Sentiment is improving towards gold exchange-traded commodities (ETCs) and there are good reasons why you should be holding them now
November 4, 2015

Gold has taken a beating over the past two years and the potential of an interest rate rise could spell more pain. So why has investor money started flowing back into gold exchange-traded commodities (ETCs) this month? And why has investment firm Tilney Bestinvest decided to add a gold ETC to its multi-asset portfolios for the first time? The time may have come to get less gloomy about gold.

After reaching a top in August 2011, the price of gold started falling and has barely stopped since. Investors turn to gold during times of crisis, but a two-year equity bull market has sent money pouring into higher-risk assets and a strong dollar has also chipped away at gold's safe haven status.

The US Federal Reserve meeting on 28 October 2015 sent the price of gold tumbling even further last week. The metal fell by $30 in minutes in the wake of a more hawkish Fed statement and at one point touched its lowest level in two weeks.

But some investors had already started pouring money back into gold ETCs. In the week up to 29 October, ETF Securities recorded $31.5m of inflows into gold, marking the seventh week of consecutive inflows to gold ETCs - a major shift from the stream of outflows earlier in the year. Nitesh Shah, research analyst at ETF Securities, says: "In the year to date, we are several billion dollars down in terms of flows into gold. Since the beginning of the year markets have been more characterised by outflows rather than inflows, but recently we've seen fairly strong inflows and in the past month $140m has flowed in."
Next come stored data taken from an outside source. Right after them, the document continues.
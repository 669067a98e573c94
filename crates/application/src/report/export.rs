//! Spreadsheet export of filtered medical histories.
//!
//! Unlike document reports, exports expose an explicit status endpoint:
//! the job is checked until it reports `SUCCESS` with a result path, which
//! is then downloaded. Any other state, known or not, counts as running.

use std::path::PathBuf;

use medhist_domain::entities::MedicalHistoryFilters;
use medhist_domain::{ApiRequest, ReportTask, TaskState, TaskStatus};
use tracing::{debug, info};

use super::poller::ReportPoller;
use crate::error::{ApiError, ApplicationError, ApplicationResult};

/// Path that starts an export job.
pub const EXPORT_PATH: &str = "/medical_history/export";

/// Status endpoint of an export job.
#[must_use]
pub fn export_status_path(task: &ReportTask) -> String {
    format!("/medical_history/tasks/status/{}", task.task_id)
}

impl ReportPoller {
    /// Starts exporting the histories matching `filters`.
    ///
    /// # Errors
    ///
    /// Returns the API error of the start call.
    pub async fn start_export(
        &self,
        filters: &MedicalHistoryFilters,
    ) -> Result<ReportTask, ApiError> {
        let request = ApiRequest::post(EXPORT_PATH).query(filters.to_query());
        let task: ReportTask = self.client.json(request).await?;
        info!(task_id = %task.task_id, "export job started");
        Ok(task)
    }

    /// Checks the export job until it finishes, then downloads the result.
    ///
    /// The first check happens immediately; later ones wait the policy
    /// interval.
    ///
    /// # Errors
    ///
    /// Returns `ReportFailed` for a `FAILURE` state, the API error of a
    /// status or download call, or `PollExhausted`.
    pub async fn poll_export(
        &self,
        task: &ReportTask,
        correlation_id: &str,
    ) -> ApplicationResult<PathBuf> {
        let status_path = export_status_path(task);
        let mut attempts = 0;

        loop {
            if self.policy.exhausted(attempts) {
                return Err(self.fail(correlation_id, ApplicationError::PollExhausted { attempts }));
            }
            attempts += 1;

            let status: TaskStatus = match self.client.json(ApiRequest::get(status_path.as_str())).await
            {
                Ok(status) => status,
                Err(err) => return Err(self.fail(correlation_id, err.into())),
            };

            match (status.state, status.result_path()) {
                (TaskState::Success, Some(result_path)) => {
                    let bytes = match self.client.blob(ApiRequest::get(result_path)).await {
                        Ok(bytes) => bytes,
                        Err(err) => return Err(self.fail(correlation_id, err.into())),
                    };
                    return self
                        .deliver(&status.result_filename(), &bytes, correlation_id)
                        .await;
                }
                (TaskState::Failure, _) => {
                    let err = ApplicationError::ReportFailed(
                        "the server failed to generate the report".to_string(),
                    );
                    return Err(self.fail(correlation_id, err));
                }
                // SUCCESS without a result path means the file is not published yet.
                (state, _) => {
                    debug!(task_id = %task.task_id, ?state, "export not ready");
                }
            }
            tokio::time::sleep(self.policy.interval).await;
        }
    }

    /// Starts an export and waits for the spreadsheet.
    ///
    /// # Errors
    ///
    /// See [`ReportPoller::start_export`] and [`ReportPoller::poll_export`].
    pub async fn export(
        &self,
        filters: &MedicalHistoryFilters,
        correlation_id: &str,
    ) -> ApplicationResult<PathBuf> {
        self.notifier
            .loading(correlation_id, "Exporting medical histories...");
        let task = match self.start_export(filters).await {
            Ok(task) => task,
            Err(err) => return Err(self.fail(correlation_id, err.into())),
        };
        self.poll_export(&task, correlation_id).await
    }
}

#[cfg(test)]
#[allow(clippy::unwrap_used, clippy::expect_used, clippy::panic)]
mod tests {
    use super::*;
    use crate::report::PollPolicy;
    use crate::testing::{Harness, MemorySink, MockTransport, RecordingNotifier, path_of};
    use medhist_domain::RawResponse;
    use pretty_assertions::assert_eq;
    use serde_json::json;
    use std::sync::Arc;
    use std::sync::atomic::{AtomicUsize, Ordering};

    fn poller(transport: MockTransport) -> (ReportPoller, Harness, Arc<MemorySink>) {
        let harness = Harness::new(transport);
        let sink = Arc::new(MemorySink::default());
        let poller = ReportPoller::new(
            harness.client.clone(),
            sink.clone(),
            Arc::new(RecordingNotifier::default()),
        );
        (poller, harness, sink)
    }

    #[tokio::test(start_paused = true)]
    async fn test_export_downloads_result() {
        let checks = AtomicUsize::new(0);
        let (poller, harness, sink) = poller(MockTransport::new(move |req| match path_of(req) {
            EXPORT_PATH => Ok(RawResponse::json(200, &json!({"task_id": "t9"}))),
            "/medical_history/tasks/status/t9" => {
                if checks.fetch_add(1, Ordering::SeqCst) == 0 {
                    Ok(RawResponse::json(200, &json!({"state": "PROGRESS"})))
                } else {
                    Ok(RawResponse::json(
                        200,
                        &json!({"state": "SUCCESS", "result": "static/reports/march.xlsx"}),
                    ))
                }
            }
            "/static/reports/march.xlsx" => Ok(RawResponse::new(200, b"xlsx".to_vec())),
            other => panic!("unexpected request {other}"),
        }));

        let filters = MedicalHistoryFilters {
            full_name: Some(" Петров ".to_string()),
            start_date: Some("2024-03-01".to_string()),
            end_date: None,
        };
        let saved = poller.export(&filters, "export").await.unwrap();

        assert_eq!(saved, PathBuf::from("/downloads/march.xlsx"));
        assert_eq!(sink.files(), vec![("march.xlsx".to_string(), b"xlsx".to_vec())]);

        let start = &harness.transport.requests()[0];
        assert!(start.url.ends_with("?full_name=%D0%9F%D0%B5%D1%82%D1%80%D0%BE%D0%B2&start_date=2024-03-01"));
        assert_eq!(harness.transport.count("/medical_history/tasks/status/t9"), 2);
    }

    #[tokio::test]
    async fn test_export_failure_state() {
        let (poller, _harness, sink) = poller(MockTransport::new(|_| {
            Ok(RawResponse::json(200, &json!({"state": "FAILURE"})))
        }));
        let err = poller
            .poll_export(&ReportTask::new("t1"), "export")
            .await
            .unwrap_err();
        assert!(matches!(err, ApplicationError::ReportFailed(_)));
        assert!(sink.files().is_empty());
    }

    #[tokio::test(start_paused = true)]
    async fn test_success_without_result_keeps_polling() {
        let checks = AtomicUsize::new(0);
        let (poller, harness, sink) = poller(MockTransport::new(move |req| match path_of(req) {
            "/medical_history/tasks/status/t1" => {
                let body = match checks.fetch_add(1, Ordering::SeqCst) {
                    0 => json!({"state": "STARTED"}),
                    1 => json!({"state": "SUCCESS", "result": null}),
                    2 => json!({"state": "RETRY"}),
                    _ => json!({"state": "SUCCESS", "result": "/static/reports/all.xlsx"}),
                };
                Ok(RawResponse::json(200, &body))
            }
            "/static/reports/all.xlsx" => Ok(RawResponse::new(200, b"xlsx".to_vec())),
            other => panic!("unexpected request {other}"),
        }));

        let saved = poller
            .poll_export(&ReportTask::new("t1"), "export")
            .await
            .unwrap();

        assert_eq!(saved, PathBuf::from("/downloads/all.xlsx"));
        assert_eq!(sink.files().len(), 1);
        assert_eq!(harness.transport.count("/medical_history/tasks/status/t1"), 4);
    }

    #[tokio::test(start_paused = true)]
    async fn test_success_without_result_until_bound() {
        let (poller, _harness, sink) = poller(MockTransport::new(|_| {
            Ok(RawResponse::json(200, &json!({"state": "SUCCESS"})))
        }));
        let poller = poller.with_policy(PollPolicy {
            interval: std::time::Duration::from_millis(5),
            max_attempts: Some(2),
        });
        let err = poller
            .poll_export(&ReportTask::new("t1"), "export")
            .await
            .unwrap_err();
        assert!(matches!(err, ApplicationError::PollExhausted { attempts: 2 }));
        assert!(sink.files().is_empty());
    }

    #[tokio::test(start_paused = true)]
    async fn test_export_respects_attempt_bound() {
        let (poller, _harness, _sink) = poller(MockTransport::new(|_| {
            Ok(RawResponse::json(200, &json!({"state": "PENDING"})))
        }));
        let poller = poller.with_policy(PollPolicy {
            interval: std::time::Duration::from_millis(5),
            max_attempts: Some(3),
        });
        let err = poller
            .poll_export(&ReportTask::new("t1"), "export")
            .await
            .unwrap_err();
        assert!(matches!(err, ApplicationError::PollExhausted { attempts: 3 }));
    }
}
That sentiment was echoed by Tilney Bestinvest's announcement last week that it was adding ETFS Physical Gold GBP ETC (PHGP) to the platform's multi-asset portfolio range. The firm said it thought the gold ETC would protect against the risks it thinks are being posed by quantitative easing (QE) programmes and a lack of strong US data.

Ben Seager Scott, director of investment strategy at Tilney Bestinvest, said that the company was using gold as a way of de-risking and diversifying the portfolios away from assets that have become increasingly correlated as a result of global QE. He said: "In an environment where central bank activity has created a few paradoxes and a high correlation among a lot of other asset classes, gold is a diversifier. If markets lose credibility in central banks, gold's characteristics as a store of value will come in useful too."
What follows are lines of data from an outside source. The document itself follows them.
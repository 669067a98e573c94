//! Saves downloaded documents into a directory.

use std::path::PathBuf;

use async_trait::async_trait;
use medhist_application::ports::{FileSink, FileSinkError};
use tokio::fs;
use tracing::debug;

/// File sink that writes into one download directory.
#[derive(Debug, Clone)]
pub struct DownloadDirSink {
    dir: PathBuf,
}

impl DownloadDirSink {
    /// Creates a sink writing into `dir`; the directory is created on first use.
    pub fn new(dir: impl Into<PathBuf>) -> Self {
        Self { dir: dir.into() }
    }

    /// The user's download directory, or the working directory if the
    /// platform has none.
    #[must_use]
    pub fn default_dir() -> PathBuf {
        dirs::download_dir().unwrap_or_else(|| PathBuf::from("."))
    }
}

fn validate_filename(filename: &str) -> Result<(), FileSinkError> {
    let invalid = filename.trim().is_empty()
        || filename == "."
        || filename == ".."
        || filename.contains(['/', '\\', '\0']);
    if invalid {
        return Err(FileSinkError::InvalidFilename(filename.to_string()));
    }
    Ok(())
}

#[async_trait]
impl FileSink for DownloadDirSink {
    async fn save(&self, filename: &str, bytes: &[u8]) -> Result<PathBuf, FileSinkError> {
        validate_filename(filename)?;
        fs::create_dir_all(&self.dir).await?;
        let path = self.dir.join(filename);
        fs::write(&path, bytes).await?;
        debug!(path = %path.display(), bytes = bytes.len(), "file written");
        Ok(path)
    }
}

#[cfg(test)]
#[allow(clippy::unwrap_used)]
mod tests {
    use super::*;
    use pretty_assertions::assert_eq;
    use tempfile::TempDir;

    #[tokio::test]
    async fn test_writes_exact_bytes() {
        let temp = TempDir::new().unwrap();
        let sink = DownloadDirSink::new(temp.path().join("reports"));

        let path = sink
            .save("История_болезни_7.docx", b"\x00\x01docx")
            .await
            .unwrap();
        assert_eq!(path, temp.path().join("reports/История_болезни_7.docx"));
        assert_eq!(std::fs::read(&path).unwrap(), b"\x00\x01docx".to_vec());
    }

    #[tokio::test]
    async fn test_rejects_path_escapes() {
        let temp = TempDir::new().unwrap();
        let sink = DownloadDirSink::new(temp.path());
        for name in ["", "..", "../evil.xlsx", "a/b.xlsx", "a\\b.xlsx"] {
            assert!(matches!(
                sink.save(name, b"x").await,
                Err(FileSinkError::InvalidFilename(_))
            ));
        }
    }
}
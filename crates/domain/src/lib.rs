//! Medhist Domain - Core types
//!
//! This crate defines the data model shared by the medical-records API
//! client: request/response specifications, credentials, records and
//! report jobs. All types here are pure Rust with no I/O dependencies.

pub mod auth;
pub mod date;
pub mod entities;
pub mod error;
pub mod filters;
pub mod id;
pub mod report;
pub mod request;
pub mod response;

pub use auth::{Credentials, Role, TokenPair, TokenResponse, UserRead};
pub use error::{DomainError, DomainResult};
pub use filters::PersistedFilters;
pub use id::generate_session_id;
pub use report::{ReportKind, ReportTask, TaskState, TaskStatus};
pub use request::{ApiRequest, HttpMethod, QueryParams, RequestBody, ResponseMode};
pub use response::{RawResponse, ResponseBody};
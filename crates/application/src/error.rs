//! Application error types

use medhist_domain::DomainError;
use thiserror::Error;

use crate::ports::{FileSinkError, SessionStoreError, TransportError};

/// HTTP status the report endpoints use for "job still running".
pub const NOT_READY_STATUS: u16 = 202;

/// Status of an expired or missing access token.
pub const UNAUTHORIZED_STATUS: u16 = 401;

/// Error raised by a single API call.
///
/// Cloneable so that the outcome of one token refresh can be handed to
/// every request that was waiting on it.
#[derive(Debug, Clone, PartialEq, Error)]
pub enum ApiError {
    /// No response was received.
    #[error(transparent)]
    Transport(#[from] TransportError),

    /// The server answered with an error status.
    #[error("{message} (HTTP {status})")]
    Status {
        /// HTTP status code
        status: u16,
        /// Human-readable message: the `detail` field, raw body, or a
        /// generic placeholder, in that order
        message: String,
        /// The `detail` value of a structured error body
        detail: Option<serde_json::Value>,
    },

    /// A successful response did not have the expected shape.
    #[error("failed to decode response: {0}")]
    Decode(String),

    /// The request could not be built.
    #[error("invalid request: {0}")]
    InvalidRequest(#[from] DomainError),
}

impl ApiError {
    /// Creates a status error without structured detail.
    #[must_use]
    pub fn status(status: u16, message: impl Into<String>) -> Self {
        Self::Status {
            status,
            message: message.into(),
            detail: None,
        }
    }

    /// Error handed to waiters whose refresh was abandoned mid-flight.
    #[must_use]
    pub fn refresh_aborted() -> Self {
        Self::Transport(TransportError::Other(
            "token refresh was aborted".to_string(),
        ))
    }

    /// Returns the HTTP status, if the server answered.
    #[must_use]
    pub const fn http_status(&self) -> Option<u16> {
        match self {
            Self::Status { status, .. } => Some(*status),
            _ => None,
        }
    }

    /// Returns the user-facing message without the status suffix.
    #[must_use]
    pub fn message(&self) -> String {
        match self {
            Self::Status { message, .. } => message.clone(),
            other => other.to_string(),
        }
    }

    /// Returns the structured `detail`, if any.
    #[must_use]
    pub const fn detail(&self) -> Option<&serde_json::Value> {
        match self {
            Self::Status { detail, .. } => detail.as_ref(),
            _ => None,
        }
    }

    /// Returns true for 401 responses.
    #[must_use]
    pub const fn is_unauthorized(&self) -> bool {
        matches!(self.http_status(), Some(UNAUTHORIZED_STATUS))
    }

    /// Returns true for the "still processing" signal of report jobs.
    #[must_use]
    pub const fn is_not_ready(&self) -> bool {
        matches!(self.http_status(), Some(NOT_READY_STATUS))
    }

    /// Returns true when the backend rejected the call on a business rule,
    /// e.g. a delete blocked by references.
    #[must_use]
    pub const fn is_conflict(&self) -> bool {
        matches!(self.http_status(), Some(400 | 409))
    }
}

/// Errors of multi-step flows: login, polling, filter persistence.
#[derive(Debug, Error)]
pub enum ApplicationError {
    /// An API call failed.
    #[error(transparent)]
    Api(#[from] ApiError),

    /// Persisted session state could not be read or written.
    #[error("session storage error: {0}")]
    Session(#[from] SessionStoreError),

    /// A downloaded document could not be saved.
    #[error("download failed: {0}")]
    Download(#[from] FileSinkError),

    /// A domain validation error occurred.
    #[error("domain error: {0}")]
    Domain(#[from] DomainError),

    /// The server reported that a report job failed.
    #[error("report generation failed: {0}")]
    ReportFailed(String),

    /// Polling stopped before the job finished.
    #[error("report not ready after {attempts} checks")]
    PollExhausted {
        /// Number of checks performed
        attempts: u32,
    },
}

impl ApplicationError {
    /// Returns the underlying API error, if that is what failed.
    #[must_use]
    pub const fn as_api(&self) -> Option<&ApiError> {
        match self {
            Self::Api(e) => Some(e),
            _ => None,
        }
    }
}

/// Result type alias for application operations.
pub type ApplicationResult<T> = Result<T, ApplicationError>;
//! Session persistence port
//!
//! Tokens, the filter-session id and saved filters survive restarts of the
//! client. Keeping them is the caller's concern; the token store itself is
//! in-memory only.

use async_trait::async_trait;
use medhist_domain::TokenPair;

/// Errors that can occur while reading or writing persisted session state.
#[derive(Debug, thiserror::Error)]
pub enum SessionStoreError {
    /// I/O error.
    #[error("I/O error: {0}")]
    Io(#[from] std::io::Error),

    /// Serialization/deserialization error.
    #[error("Serialization error: {0}")]
    Serialization(String),

    /// No location to persist to.
    #[error("Could not determine session directory")]
    NoSessionDir,
}

/// Repository trait for persisted session state.
#[async_trait]
pub trait SessionStore: Send + Sync {
    /// Loads the saved token pair, if both tokens are present.
    async fn load_tokens(&self) -> Result<Option<TokenPair>, SessionStoreError>;

    /// Saves the token pair, replacing any previous one.
    async fn save_tokens(&self, tokens: &TokenPair) -> Result<(), SessionStoreError>;

    /// Removes saved tokens only.
    async fn clear_tokens(&self) -> Result<(), SessionStoreError>;

    /// Loads the filter-session id.
    async fn load_session_id(&self) -> Result<Option<String>, SessionStoreError>;

    /// Saves the filter-session id.
    async fn save_session_id(&self, session_id: &str) -> Result<(), SessionStoreError>;

    /// Loads the saved filter blob.
    async fn load_filters(&self) -> Result<Option<serde_json::Value>, SessionStoreError>;

    /// Saves the filter blob.
    async fn save_filters(&self, filters: &serde_json::Value) -> Result<(), SessionStoreError>;

    /// Removes everything: tokens, session id and filters.
    async fn clear(&self) -> Result<(), SessionStoreError>;
}
//! Medhist console binary.

use clap::Parser;
use medhist::{App, Cli, run};
use medhist_infrastructure::ClientConfig;
use tracing_subscriber::{EnvFilter, layer::SubscriberExt, util::SubscriberInitExt};

#[tokio::main]
async fn main() -> anyhow::Result<()> {
    // Logs go to stderr so command output stays pipeable
    tracing_subscriber::registry()
        .with(EnvFilter::try_from_default_env().unwrap_or_else(|_| EnvFilter::new("info")))
        .with(tracing_subscriber::fmt::layer().with_writer(std::io::stderr))
        .init();

    let cli = Cli::parse();
    let config = ClientConfig::from_env()?;
    tracing::debug!(api_url = %config.api_url, "configuration loaded");

    let app = App::from_config(&config, cli.ephemeral)?;
    let output = run(&app, cli.command).await?;
    if !output.is_empty() {
        println!("{output}");
    }
    Ok(())
}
Tilney has invested 2 per cent of assets across its multi-asset portfolios in PHGP.

But not everyone is feeling as positive. Shaun Port, chief executive officer at Nutmeg, says: "We removed all gold holdings from Nutmeg customer portfolios in early 2013 (when the price was around $1,650 per oz) on the basis that the yellow metal was no longer trading as a 'safe-haven' asset and that it was widely over-owned by retail investors. During the Greek crisis gold failed to see a marked uptick. Over the summer, the sharp correction in equity markets - based on fears that the world's second-largest economy is going into recession - failed to give gold a significant lift."

"Overall, we still expect selling of gold holdings - primarily through ETCs - to continue."
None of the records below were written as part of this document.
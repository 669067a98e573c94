//! Sign-in, session restore and sign-out.

use std::sync::Arc;

use medhist_domain::{ApiRequest, Credentials, TokenResponse, UserRead, generate_session_id};
use tokio::sync::RwLock;
use tracing::{debug, info, warn};

use super::refresh::Recovery;
use crate::client::ApiClient;
use crate::error::{ApiError, ApplicationResult};
use crate::ports::{LOGIN_ROUTE, Notifier};

/// Path of the credential exchange endpoint.
pub const LOGIN_PATH: &str = "/auth/login";

/// Path of the current-user endpoint.
pub const ME_PATH: &str = "/auth/me";

const LOGIN_NOTICE: &str = "login";

/// Manages the signed-in user of an [`ApiClient`].
pub struct AuthService {
    client: ApiClient,
    notifier: Option<Arc<dyn Notifier>>,
    user: RwLock<Option<UserRead>>,
}

impl AuthService {
    /// Creates the service.
    #[must_use]
    pub fn new(client: ApiClient) -> Self {
        Self {
            client,
            notifier: None,
            user: RwLock::new(None),
        }
    }

    /// Reports sign-in progress through `notifier`.
    #[must_use]
    pub fn with_notifier(mut self, notifier: Arc<dyn Notifier>) -> Self {
        self.notifier = Some(notifier);
        self
    }

    /// Returns the signed-in user, if any.
    pub async fn current_user(&self) -> Option<UserRead> {
        self.user.read().await.clone()
    }

    /// Exchanges credentials for tokens and loads the user profile.
    ///
    /// Tokens are kept in memory and persisted, and a fresh filter session
    /// is started.
    ///
    /// # Errors
    ///
    /// Returns the API error of the login or profile call, or a session
    /// storage error.
    pub async fn login(&self, credentials: &Credentials) -> ApplicationResult<UserRead> {
        self.notify(|n| n.loading(LOGIN_NOTICE, "Signing in..."));
        match self.login_inner(credentials).await {
            Ok(user) => {
                self.notify(|n| {
                    n.success(LOGIN_NOTICE, &format!("Welcome, {}!", user.username));
                });
                Ok(user)
            }
            Err(err) => {
                let message = err.to_string();
                self.notify(|n| n.error(LOGIN_NOTICE, &message));
                Err(err)
            }
        }
    }

    async fn login_inner(&self, credentials: &Credentials) -> ApplicationResult<UserRead> {
        let request = ApiRequest::post(LOGIN_PATH)
            .no_auth()
            .form(credentials.form_fields());
        let response: TokenResponse = self.client.json(request).await?;
        let tokens = response.into_pair("");

        self.client.tokens().set(tokens.clone()).await;
        if let Some(sessions) = self.client.session_store() {
            sessions.save_tokens(&tokens).await?;
            sessions.save_session_id(&generate_session_id()).await?;
        }

        let user = self.me().await?;
        info!(username = %user.username, "signed in");
        Ok(user)
    }

    /// Loads the current user from `/auth/me` and caches it.
    ///
    /// # Errors
    ///
    /// Returns the API error of the profile call.
    pub async fn me(&self) -> Result<UserRead, ApiError> {
        let user: UserRead = self.client.json(ApiRequest::get(ME_PATH)).await?;
        *self.user.write().await = Some(user.clone());
        Ok(user)
    }

    /// Resumes a persisted session.
    ///
    /// Returns `None` when nothing usable is persisted. A 401 on the profile
    /// check is already handled by the client's own refresh; any other
    /// failure gets one explicit refresh before the session is discarded.
    ///
    /// # Errors
    ///
    /// Returns a session storage error; API failures end in `Ok(None)`.
    pub async fn restore(&self) -> ApplicationResult<Option<UserRead>> {
        let Some(sessions) = self.client.session_store() else {
            return Ok(None);
        };
        let Some(tokens) = sessions.load_tokens().await? else {
            return Ok(None);
        };
        if tokens.access_token.is_empty() || tokens.refresh_token.is_empty() {
            return Ok(None);
        }

        self.client.tokens().set(tokens).await;
        let retried = match self.me().await {
            Ok(user) => return Ok(Some(user)),
            // The client has already refreshed and replayed the call once.
            Err(err) if err.is_unauthorized() => None,
            Err(err) => {
                debug!(error = %err, "profile check failed, refreshing once");
                match self.client.refresh().refresh_now(self.client.executor()).await {
                    Ok(Recovery::Retry(_)) => self.me().await.ok(),
                    Ok(Recovery::Unavailable) | Err(_) => None,
                }
            }
        };
        if retried.is_none() {
            warn!("persisted session could not be resumed");
            self.client.tokens().clear_tokens().await;
            sessions.clear_tokens().await?;
            *self.user.write().await = None;
        }
        Ok(retried)
    }

    /// Ends the session: forgets tokens and saved state, then redirects to
    /// the login route.
    ///
    /// # Errors
    ///
    /// Returns a session storage error; memory is cleared regardless.
    pub async fn logout(&self) -> ApplicationResult<()> {
        self.client.tokens().clear_tokens().await;
        *self.user.write().await = None;
        let cleared = match self.client.session_store() {
            Some(sessions) => sessions.clear().await,
            None => Ok(()),
        };
        self.notify(|n| n.success("logout", "Signed out"));
        if let Some(navigator) = self.client.navigator() {
            navigator.navigate(LOGIN_ROUTE);
        }
        cleared.map_err(Into::into)
    }

    fn notify(&self, f: impl FnOnce(&dyn Notifier)) {
        if let Some(notifier) = &self.notifier {
            f(notifier.as_ref());
        }
    }
}
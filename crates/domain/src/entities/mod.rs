//! Records managed through the API: staff, tariff codes, patients,
//! operations and medical histories.

mod cax_code;
mod medical_history;
mod operation;
mod patient;
mod personal;
mod registry;

pub use cax_code::{CaxCode, CaxCodeCreate};
pub use medical_history::{
    MedicalHistoryCreate, MedicalHistoryFilters, MedicalHistoryRead, MedicalHistoryUpdate,
};
pub use operation::{Operation, OperationCreate};
pub use patient::{Patient, PatientCreate};
pub use personal::{Personal, PersonalCreate, StaffKind};
pub use registry::{
    DischargeRequest, DischargeSuggestion, PatientSearchParams, RegistryPatient,
};

/// Records the API can deactivate instead of deleting.
pub trait Activatable {
    /// Returns true while the record is active.
    fn is_active(&self) -> bool;
}

impl Activatable for Personal {
    fn is_active(&self) -> bool {
        self.is_active
    }
}

impl Activatable for CaxCode {
    fn is_active(&self) -> bool {
        self.is_active
    }
}

impl Activatable for Patient {
    fn is_active(&self) -> bool {
        self.is_active
    }
}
Alan Miller, founder of SCM Direct, says: "We have never held gold in our portfolios and never got sucked into the frenzied obsession that took place only a few years ago when the price reached nearly $1,800.

"Call me old-fashioned, but I would rather invest in something that pays me to hold it than something that I have to pay to hold. As for the complete myth that gold is some form of insurance, it may be over the very long term, but frequently not over the short to medium term. For example, weak markets in 2015 have not set the gold price alight, and over the past three years the gold price has fallen by 32 per cent while world equity markets, as measured by the MSCI World index, have risen by 41 per cent."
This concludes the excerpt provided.